Let us also be clear though: cannabis is not, as some say, a ‘miracle drug’. Claims that it cures cancer or depression have no basis in evidence and are on par with the quackery of the ‘wonder drug’ label favoured by the sellers of the 19th century tinctures. There are also some adverse effects arising from cannabis use, although these continue to be overblown for political reasons. Regularly smoking any chemical increases the risk of respiratory disease and cancer, although the risk is much less than with tobacco. There is also a continuing debate around the link between heavy cannabis use and psychotic illnesses, such as schizophrenia.
A recent peer-reviewed study published in The Lancet found that there was a fivefold increase in the risk of a single episode of psychosis following heavy use of skunk.3 Skunk is a very potent strain of cannabis that has been manufactured by illicit growers due to the banning of traditional herbal cannabis. Historically cannabis contained no more than 10% THC, but skunk contains up to 67% and, of course, when bought on the street illegally, there is no way of telling what quality or concentration it is, or what impurities have been added. So, although there does appear to be a small increased risk of psychosis with heavy skunk use - particularly when taken from an early age - this risk is a direct result of cannabis’s illegality in the first place.

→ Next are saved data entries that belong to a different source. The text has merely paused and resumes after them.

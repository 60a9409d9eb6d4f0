//! Phoenix channel client
//!
//! [`PhxClient`] owns one logical connection: its state, the correlation
//! registry, the transport writer, and the background tasks that keep it
//! alive.
//!
//! # Client Lifecycle
//!
//! 1. **Connect**: open the transport, send `phx_join` with ref `"1"`, wait
//!    for the server to accept it
//! 2. **Use**: send requests, push messages, receive server pushes
//! 3. **Keep alive**: a heartbeat goes out whenever a whole interval passed
//!    without other traffic
//! 4. **Close**: `disconnect()`, or the transport drops; either way every
//!    pending request fails with `ConnectionLost`
//! 5. **Reconnect** (opt-in): after an unexpected drop, retry with the
//!    configured strategy
//!
//! # Background Tasks
//!
//! Each connection runs a reader, which decodes frames and routes replies
//! to their waiters, a heartbeat timer, and an event pump that feeds server
//! pushes to subscribers. They are tied to the connection's epoch and are
//! stopped when it closes.
//!
//! # Cloning
//!
//! `PhxClient` is a cheap `Arc` handle. Clones share the connection and can
//! issue requests concurrently from any task.

use crate::client_builder::ClientBuilder;
use crate::config::ClientConfig;
use crate::connection_state::{ConnectionState, Routed, SessionHandle, Shutdown};
use crate::credentials::Credentials;
use crate::events::{EventSubscribers, StateListeners, SubscriptionId};
use crate::metrics::ClientMetrics;
use crate::reconnect::ReconnectionStrategy;
use crate::refs::RefGenerator;
use crate::registry::{PendingHandle, PendingKind};
use crate::transport::{Connector, FrameSink, FrameSource};
use futures::future::BoxFuture;
use futures::FutureExt;
use phxlink_core::{Envelope, Error, Event, Ref, Result, ServerError};
use serde::de::DeserializeOwned;
use serde::Serialize;
use std::future::Future;
use std::sync::atomic::{AtomicBool, Ordering};
use std::sync::{Arc, Mutex as StdMutex, MutexGuard};
use std::time::Duration;
use tokio::sync::{mpsc, Mutex};
use tokio::task::JoinHandle;
use tokio::time::{Instant, MissedTickBehavior};
//! Correlated Phoenix channel client over WebSocket
//!
//! This crate connects to a Phoenix channel server, joins a topic and turns
//! the channel into a request/response API: every request carries a unique
//! ref, and the reply echoing that ref is handed back to the caller that
//! sent it, whatever order replies arrive in.
//!
//! # Core Features
//!
//! - **Join handshake**: `phx_join` with ref `"1"` and credentials
//! - **Correlation**: concurrent requests, each with its own timeout
//! - **Heartbeats**: sent only when the connection has been idle
//! - **Server pushes**: fan-out to subscribers, optionally per event
//! - **Auto-Reconnection**: opt-in, with exponential backoff
//! - **Observability**: tracing spans and OpenTelemetry metrics
//! - **Hub operations**: typed user, channel and direct-message calls
//!
//! # Quick Start
//!
//! ```rust,no_run
//! use phxlink_client::PhxClient;
//! use serde_json::json;
//!
//! #[tokio::main]
//! async fn main() -> Result<(), Box<dyn std::error::Error>> {
//!     let client = PhxClient::builder("ws://localhost:4000/socket/websocket")
//!         .auth_token("secret")
//!         .connect()
//!         .await?;
//!
//!     // Correlated request
//!     let reply: serde_json::Value = client.request("ping", &json!({})).await?;
//!     println!("Reply: {}", reply);
//!
//!     // Server pushes
//!     client.subscribe(|envelope| async move {
//!         println!("Push: {} {}", envelope.event, envelope.payload);
//!     }).await;
//!
//!     client.disconnect().await?;
//!     Ok(())
//! }
//! ```
//!
//! # With Reconnection
//!
//! ```rust,no_run
//! use phxlink_client::{ClientBuilder, ExponentialBackoff};
//! use std::time::Duration;
//!
//! # async fn example() -> phxlink_core::Result<()> {
//! let client = ClientBuilder::new("ws://localhost:4000/socket/websocket")
//!     .with_reconnect(Box::new(
//!         ExponentialBackoff::new(Duration::from_secs(1), Duration::from_secs(30))
//!             .with_max_attempts(5)
//!             .with_jitter(),
//!     ))
//!     .connect()
//!     .await?;
//!
//! client.on_connection_state(|ready| println!("ready: {ready}"));
//! # Ok(())
//! # }
//! ```

mod client;
mod client_builder;
mod config;
mod connection_state;
mod credentials;
mod events;
pub mod hub;
pub mod memory;
mod metrics;
mod reconnect;
mod refs;
mod registry;
mod transport;

pub use client::PhxClient;
pub use client_builder::ClientBuilder;
pub use config::{
    ClientConfig, DEFAULT_HEARTBEAT_INTERVAL, DEFAULT_HEARTBEAT_TOPIC, DEFAULT_JOIN_TIMEOUT,
    DEFAULT_REQUEST_TIMEOUT, DEFAULT_TOPIC,
};
pub use connection_state::ConnectionState;
pub use credentials::{Credentials, NoCredentials, StaticToken};
pub use events::{EventFn, StateFn, SubscriptionId};
pub use hub::{
    AuthSession, AuthTokens, Channel, DirectMessage, HubClient, JoinType, MessageReceipt, NewProfile, NewUser,
    PasswordReset, Profile, User,
};
pub use metrics::ClientMetrics;
pub use reconnect::{ExponentialBackoff, FixedDelay, NoReconnect, ReconnectionStrategy};
pub use refs::{RandomRefs, RefGenerator, SequentialRefs};
pub use registry::{CorrelationRegistry, Fulfilled, PendingHandle, PendingKind};
pub use transport::{Connection, Connector, FrameSink, FrameSource, WebSocketConnector};

// Re-export core types for convenience
pub use phxlink_core::{Envelope, Error, Event, Ref, Reply, ReplyStatus, Result};
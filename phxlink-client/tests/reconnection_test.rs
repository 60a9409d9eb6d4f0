//! Opt-in automatic reconnection, on a paused clock

mod common;

use common::{accept_and_join, StateLog};
use phxlink_client::memory::memory_transport;
use phxlink_client::{ConnectionState, ExponentialBackoff, FixedDelay, PhxClient};
use phxlink_core::{Envelope, ReplyStatus};
use serde_json::json;
use std::time::Duration;

#[tokio::test(start_paused = true)]
async fn test_reconnects_after_connection_loss() {
    let (connector, mut server) = memory_transport();
    let client = PhxClient::builder("memory://test")
        .connector(connector)
        .with_reconnect(Box::new(FixedDelay::new(Duration::from_secs(1)).with_max_attempts(3)))
        .build()
        .unwrap();
    let log = StateLog::new();
    log.attach(&client);

    let (connected, mut peer) = tokio::join!(client.connect(), accept_and_join(&mut server));
    connected.unwrap();

    peer.close();
    let mut peer = accept_and_join(&mut server).await;

    assert!(common::wait_until(|| client.is_ready()).await);
    assert!(common::wait_until(|| log.events() == vec![true, false, true]).await);

    // the new connection carries requests
    let caller = client.clone();
    let pending = tokio::spawn(async move {
        caller
            .send_request(Envelope::new("websocket", "ping", json!({})), None)
            .await
    });
    let request = peer.recv_envelope().await.unwrap();
    peer.reply(&request, ReplyStatus::Ok, json!({"pong": true})).unwrap();
    assert!(pending.await.unwrap().is_ok());
}

#[tokio::test(start_paused = true)]
async fn test_reconnects_again_when_new_connection_drops_at_once() {
    let (connector, mut server) = memory_transport();
    let client = PhxClient::builder("memory://test")
        .connector(connector)
        .with_reconnect(Box::new(FixedDelay::new(Duration::from_secs(1)).with_max_attempts(3)))
        .build()
        .unwrap();

    let (connected, mut peer) = tokio::join!(client.connect(), accept_and_join(&mut server));
    connected.unwrap();

    // the reconnected session is dropped right after its join is acknowledged
    peer.close();
    let mut second = accept_and_join(&mut server).await;
    second.close();

    let third = tokio::time::timeout(Duration::from_secs(10), accept_and_join(&mut server)).await;
    let _third = third.expect("client gave up after the reconnected session dropped");
    assert!(common::wait_until(|| client.is_ready()).await);
}

#[tokio::test(start_paused = true)]
async fn test_backoff_between_failed_attempts() {
    let (connector, mut server) = memory_transport();
    let client = PhxClient::builder("memory://test")
        .connector(connector.clone())
        .with_reconnect(Box::new(
            ExponentialBackoff::new(Duration::from_secs(1), Duration::from_secs(30)).with_max_attempts(5),
        ))
        .build()
        .unwrap();

    let (connected, mut peer) = tokio::join!(client.connect(), accept_and_join(&mut server));
    connected.unwrap();

    connector.refuse_connections(true);
    let lost_at = tokio::time::Instant::now();
    peer.close();

    // attempts at 1s and 1+2s are refused, the one at 1+2+4s gets through
    tokio::time::sleep(Duration::from_secs(5)).await;
    assert_eq!(client.state(), ConnectionState::Disconnected);
    connector.refuse_connections(false);

    let _peer = accept_and_join(&mut server).await;
    assert!(lost_at.elapsed() >= Duration::from_secs(7));
    assert!(common::wait_until(|| client.is_ready()).await);
}

#[tokio::test(start_paused = true)]
async fn test_gives_up_after_max_attempts() {
    let (connector, mut server) = memory_transport();
    let client = PhxClient::builder("memory://test")
        .connector(connector.clone())
        .with_reconnect(Box::new(FixedDelay::new(Duration::from_secs(1)).with_max_attempts(2)))
        .build()
        .unwrap();
    let log = StateLog::new();
    log.attach(&client);

    let (connected, mut peer) = tokio::join!(client.connect(), accept_and_join(&mut server));
    connected.unwrap();

    connector.refuse_connections(true);
    peer.close();

    tokio::time::sleep(Duration::from_secs(10)).await;
    assert_eq!(client.state(), ConnectionState::Disconnected);
    assert_eq!(log.events(), vec![true, false]);

    // a manual connect still works afterwards
    connector.refuse_connections(false);
    let (connected, _peer) = tokio::join!(client.connect(), accept_and_join(&mut server));
    connected.unwrap();
    assert!(client.is_ready());
}

#[tokio::test(start_paused = true)]
async fn test_no_reconnect_after_disconnect() {
    let (connector, mut server) = memory_transport();
    let client = PhxClient::builder("memory://test")
        .connector(connector)
        .with_reconnect(Box::new(FixedDelay::new(Duration::from_secs(1))))
        .build()
        .unwrap();

    let (connected, _peer) = tokio::join!(client.connect(), accept_and_join(&mut server));
    connected.unwrap();

    client.disconnect().await.unwrap();

    let attempt = tokio::time::timeout(Duration::from_secs(10), server.accept()).await;
    assert!(attempt.is_err());
    assert_eq!(client.state(), ConnectionState::Disconnected);
}

#[tokio::test(start_paused = true)]
async fn test_no_reconnect_by_default() {
    let (connector, mut server) = memory_transport();
    let client = PhxClient::builder("memory://test").connector(connector).build().unwrap();

    let (connected, mut peer) = tokio::join!(client.connect(), accept_and_join(&mut server));
    connected.unwrap();

    peer.close();

    let attempt = tokio::time::timeout(Duration::from_secs(60), server.accept()).await;
    assert!(attempt.is_err());
    assert_eq!(client.state(), ConnectionState::Disconnected);
}
//! Core Phoenix channel types and codec for phxlink
//!
//! This crate holds everything about a Phoenix channel connection that does
//! not need a network:
//!
//! - **Types**: the [`Envelope`] exchanged over the wire, its [`Event`]
//!   vocabulary, [`Ref`] correlation identifiers and the [`Reply`] view
//! - **Codec**: text frame encoding, including per-event double encoding of
//!   payloads
//! - **Error handling**: the [`Error`] taxonomy shared by every phxlink crate
//! - **Observability**: logging, tracing and metrics bootstrap
//!
//! The `phxlink-client` crate builds the connection, correlation and
//! heartbeat machinery on top of it.
//!
//! # Example
//!
//! ```rust
//! use phxlink_core::{codec, Envelope, Event};
//! use serde_json::json;
//!
//! let join = Envelope::join("websocket", json!({"auth_token": "secret"}));
//! let text = codec::encode(&join).unwrap();
//! assert!(text.contains(r#""ref":"1""#));
//!
//! let reply = codec::decode(
//!     r#"{"topic":"websocket","event":"phx_reply","payload":{"status":"ok","response":{}},"ref":"1"}"#,
//! )
//! .unwrap();
//! assert_eq!(reply.event, Event::Reply);
//! ```

pub mod codec;
pub mod error;
pub mod observability;
pub mod types;

pub use codec::{Codec, PayloadEncoding};
pub use error::{Error, Result, ServerError};
pub use observability::{init_observability, shutdown_observability, ObservabilityConfig};
pub use types::{Envelope, Event, Ref, Reply, ReplyStatus, JOIN_REF};
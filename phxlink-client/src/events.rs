//! Server push fan-out and connection-state listeners
//!
//! Envelopes that are neither replies nor heartbeats are server pushes:
//! chat messages, presence diffs, `phx_close` and the like. The reader hands
//! them to a per-connection pump task, which delivers each one to every
//! matching subscriber in arrival order. A slow subscriber delays later
//! pushes but never reply routing.
//!
//! # Examples
//!
//! ```rust,no_run
//! use phxlink_client::PhxClient;
//!
//! # async fn example(client: &PhxClient) {
//! // every push
//! client.subscribe(|envelope| async move {
//!     println!("{} on {}", envelope.event, envelope.topic);
//! }).await;
//!
//! // only one event
//! client.subscribe_event("new_msg", |envelope| async move {
//!     println!("message: {}", envelope.payload);
//! }).await;
//!
//! client.on_connection_state(|ready| println!("ready: {ready}"));
//! # }
//! ```

use phxlink_core::{Envelope, Event};
use std::future::Future;
use std::pin::Pin;
use std::sync::atomic::{AtomicU64, Ordering};
use std::sync::Arc;
use tokio::sync::{mpsc, Mutex};

/// Type for push handler functions
pub type EventFn = Arc<dyn Fn(Envelope) -> Pin<Box<dyn Future<Output = ()> + Send>> + Send + Sync>;

/// Type for connection-state callbacks
pub type StateFn = Arc<dyn Fn(bool) + Send + Sync>;

/// Identifies a subscription for [`unsubscribe`](crate::PhxClient::unsubscribe)
#[derive(Debug, Clone, Copy, PartialEq, Eq, Hash)]
pub struct SubscriptionId(u64);

struct Subscription {
    id: SubscriptionId,
    event: Option<Event>,
    handler: EventFn,
}

/// Registry of push subscribers
#[derive(Clone, Default)]
pub(crate) struct EventSubscribers {
    subscriptions: Arc<Mutex<Vec<Subscription>>>,
    next_id: Arc<AtomicU64>,
}

impl EventSubscribers {
    pub fn new() -> Self {
        Self::default()
    }

    /// Add a handler, optionally limited to one event name
    pub async fn add<F, Fut>(&self, event: Option<Event>, handler: F) -> SubscriptionId
    where
        F: Fn(Envelope) -> Fut + Send + Sync + 'static,
        Fut: Future<Output = ()> + Send + 'static,
    {
        let id = SubscriptionId(self.next_id.fetch_add(1, Ordering::Relaxed));
        let handler: EventFn = Arc::new(move |envelope| Box::pin(handler(envelope)));
        self.subscriptions.lock().await.push(Subscription { id, event, handler });
        id
    }

    pub async fn remove(&self, id: SubscriptionId) -> bool {
        let mut subscriptions = self.subscriptions.lock().await;
        let before = subscriptions.len();
        subscriptions.retain(|s| s.id != id);
        subscriptions.len() != before
    }

    #[cfg(test)]
    pub async fn len(&self) -> usize {
        self.subscriptions.lock().await.len()
    }

    /// Deliver one push to every matching handler, in subscription order
    pub async fn dispatch(&self, envelope: Envelope) -> usize {
        let handlers: Vec<EventFn> = {
            let subscriptions = self.subscriptions.lock().await;
            subscriptions
                .iter()
                .filter(|s| s.event.as_ref().map_or(true, |e| *e == envelope.event))
                .map(|s| Arc::clone(&s.handler))
                .collect()
        };

        if handlers.is_empty() {
            tracing::trace!(event = %envelope.event, topic = %envelope.topic, "no subscriber for push");
        }

        for handler in &handlers {
            handler(envelope.clone()).await;
        }
        handlers.len()
    }

    /// Deliver pushes from `rx` until the reader drops its sender
    pub async fn pump(self, mut rx: mpsc::UnboundedReceiver<Envelope>) {
        while let Some(envelope) = rx.recv().await {
            self.dispatch(envelope).await;
        }
    }
}

/// Callbacks told when the connection becomes ready or stops being ready
#[derive(Default)]
pub(crate) struct StateListeners {
    listeners: std::sync::Mutex<Vec<StateFn>>,
}

impl StateListeners {
    pub fn new() -> Self {
        Self::default()
    }

    pub fn add(&self, listener: StateFn) {
        if let Ok(mut listeners) = self.listeners.lock() {
            listeners.push(listener);
        }
    }

    /// Invoke every listener outside the lock
    pub fn notify(&self, ready: bool) {
        let listeners: Vec<StateFn> = match self.listeners.lock() {
            Ok(listeners) => listeners.clone(),
            Err(poisoned) => poisoned.into_inner().clone(),
        };
        for listener in listeners {
            listener(ready);
        }
    }
}
// Copyright 2023-Present Datadog, Inc. https://www.datadoghq.com/
// SPDX-License-Identifier: Apache-2.0

//! Flush-all requests and the periodic timer raising them.

use std::sync::atomic::{AtomicBool, Ordering};
use std::sync::Arc;
use std::time::Duration;

use tokio::sync::Notify;
use tokio::time::Instant;
use tokio_util::sync::CancellationToken;
use tracing::debug;

use crate::constants::FAR_FUTURE;
use crate::settings::SharedSettings;

/// `start + wait`, saturating to a far-future instant instead of overflowing.
pub(crate) fn deadline_after(start: Instant, wait: Duration) -> Instant {
    start
        .checked_add(wait)
        .or_else(|| start.checked_add(FAR_FUTURE))
        .unwrap_or(start)
}

/// Pending flush-all request, consumed by the assembler.
#[derive(Debug, Default)]
pub struct FlushSignal {
    requested: AtomicBool,
    notify: Notify,
}

impl FlushSignal {
    pub fn new() -> Self {
        Self::default()
    }

    pub fn request(&self) {
        self.requested.store(true, Ordering::Release);
        self.notify.notify_one();
    }

    /// Clears the request, returning whether one was pending.
    pub fn take(&self) -> bool {
        self.requested.swap(false, Ordering::AcqRel)
    }

    pub fn is_requested(&self) -> bool {
        self.requested.load(Ordering::Acquire)
    }

    pub async fn requested(&self) {
        self.notify.notified().await;
    }
}

/// Raises a flush-all every `flush_interval` until cancelled.
///
/// Deadlines are absolute (`next += interval`) so slow wakeups don't drift the
/// schedule. The interval is re-read every tick.
pub async fn run_flush_timer(
    settings: Arc<SharedSettings>,
    signal: Arc<FlushSignal>,
    cancel_token: CancellationToken,
) {
    let mut next = deadline_after(Instant::now(), settings.flush_interval());
    loop {
        if settings.is_debug() {
            debug!(
                "Flushing in {:?}",
                next.saturating_duration_since(Instant::now())
            );
        }
        tokio::select! {
            () = cancel_token.cancelled() => {
                debug!("Flush timer stopped");
                return;
            }
            () = tokio::time::sleep_until(next) => {}
        }

        signal.request();

        next = deadline_after(next, settings.flush_interval());
        let now = Instant::now();
        if next < now {
            next = now;
        }
    }
}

As we have seen - from mass incarceration and criminalisation to the denying of valuable medical research and treatments - cannabis prohibition has never been deployed for the benefit of the general population, but for political ends, largely by demonising certain components of the working class. But capitalism’s longevity is partly due to its adaptability and, as seen in the US, there is a lot of money that could be made through the legalisation of cannabis - legal sales exceeded $10 billion in 2018 alone. If the US federal law is changed to allow medical or recreational cannabis use, it will be because of pressure from the likes of Walmart and Pfizer, which have so far missed out on the ‘green rush’ currently taking place in an increasing number of US states.
We obviously have no interest in creating new markets for transnational corporations and calls for the legalising of cannabis here in the UK should be made alongside the demand for its medical forms to be developed by a nationalised pharmaceutical service and prescribed for free, where proven to be beneficial. Growing should be allowed for individual use and should not be the privilege of large companies, thanks to huge licence fees. Any cannabis sold should clearly be subject to strict quality control and have its THC and CBD concentrations labelled - ending the sale on the street of harmful ‘super-skunk’.
Above all else, though, is the need to put an end to the handing down of drug policies by a state that pretends to do so in the interest of its citizens, acting like a parent caring for a naive child. Rational, evidence-based debate and democratic decision-making must be the driving force behind drug legalisation - both recreational and medicinal.